=== Records for processing ===
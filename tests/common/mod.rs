//! Shared fixtures for the integration tests.

#![allow(dead_code)]

use pdf_engine::ops::{extract_text, PageSelection};
use pdf_engine::writer::{serialize, DocumentBuilder, SerializeOptions};
use pdf_engine::Document;

/// Assemble a PDF with a classic xref table from object bodies numbered
/// `1..=n`.
pub fn classic_pdf(bodies: &[&str], trailer_extra: &str) -> Vec<u8> {
    let mut out = b"%PDF-1.4\n".to_vec();
    let mut offsets = Vec::new();
    for (i, body) in bodies.iter().enumerate() {
        offsets.push(out.len());
        out.extend_from_slice(format!("{} 0 obj\n{}\nendobj\n", i + 1, body).as_bytes());
    }
    let xref = out.len();
    out.extend_from_slice(format!("xref\n0 {}\n0000000000 65535 f \n", bodies.len() + 1).as_bytes());
    for off in offsets {
        out.extend_from_slice(format!("{:010} 00000 n \n", off).as_bytes());
    }
    out.extend_from_slice(
        format!(
            "trailer\n<< /Size {} /Root 1 0 R {} >>\nstartxref\n{}\n%%EOF\n",
            bodies.len() + 1,
            trailer_extra,
            xref
        )
        .as_bytes(),
    );
    out
}

/// Assemble a PDF indexed by an uncompressed cross-reference stream.
///
/// `bodies` are numbered `1..=n`; `packed` lists objects stored in object
/// streams as `(number, container, index)`. The xref stream itself gets
/// number `n + packed.len() + 1`.
pub fn xref_stream_pdf(bodies: &[&str], packed: &[(u32, u32, u16)]) -> Vec<u8> {
    let mut out = b"%PDF-1.5\n".to_vec();
    let mut offsets = Vec::new();
    for (i, body) in bodies.iter().enumerate() {
        offsets.push(out.len());
        out.extend_from_slice(format!("{} 0 obj\n{}\nendobj\n", i + 1, body).as_bytes());
    }
    let xref_num = bodies.len() + packed.len() + 1;
    let xref_offset = out.len();

    let row = |kind: u8, field2: u32, field3: u16| {
        let mut r = vec![kind];
        r.extend_from_slice(&field2.to_be_bytes());
        r.extend_from_slice(&field3.to_be_bytes());
        r
    };
    let mut rows = row(0, 0, 65535);
    for off in &offsets {
        rows.extend(row(1, *off as u32, 0));
    }
    let mut packed = packed.to_vec();
    packed.sort_by_key(|p| p.0);
    for (_, container, index) in &packed {
        rows.extend(row(2, *container, *index));
    }
    rows.extend(row(1, xref_offset as u32, 0));

    out.extend_from_slice(
        format!(
            "{} 0 obj\n<< /Type /XRef /Size {} /W [1 4 2] /Root 1 0 R /Length {} >>\nstream\n",
            xref_num,
            xref_num + 1,
            rows.len()
        )
        .as_bytes(),
    );
    out.extend_from_slice(&rows);
    out.extend_from_slice(format!("\nendstream\nendobj\nstartxref\n{}\n%%EOF\n", xref_offset).as_bytes());
    out
}

/// A document whose page `i` shows `labels[i]`.
pub fn labelled(labels: &[&str]) -> Document {
    let mut builder = DocumentBuilder::new();
    for label in labels {
        builder.letter_page().text(label).done();
    }
    builder.build_document().expect("fixture document")
}

/// A document with pages "Page 1" to "Page n".
pub fn numbered(n: usize) -> Document {
    let labels: Vec<String> = (1..=n).map(|i| format!("Page {}", i)).collect();
    let refs: Vec<&str> = labels.iter().map(String::as_str).collect();
    labelled(&refs)
}

/// Text of every page.
pub fn page_texts(doc: &Document) -> Vec<String> {
    extract_text(doc, &PageSelection::All)
        .expect("selection")
        .map(|p| p.expect("page text").text)
        .collect()
}

/// Serialize and parse again.
pub fn reparse(doc: &Document) -> Document {
    let bytes = serialize(doc, &SerializeOptions::default()).expect("serialize");
    Document::parse(&bytes).expect("reparse")
}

=== Exercise requirements ===
Every line of the listing that includes the word "object" must be copied.

=== Solved exercise ===
/// Assemble a PDF with a classic xref table from object bodies numbered
/// `bodies` are numbered `1..=n`; `packed` lists objects stored in object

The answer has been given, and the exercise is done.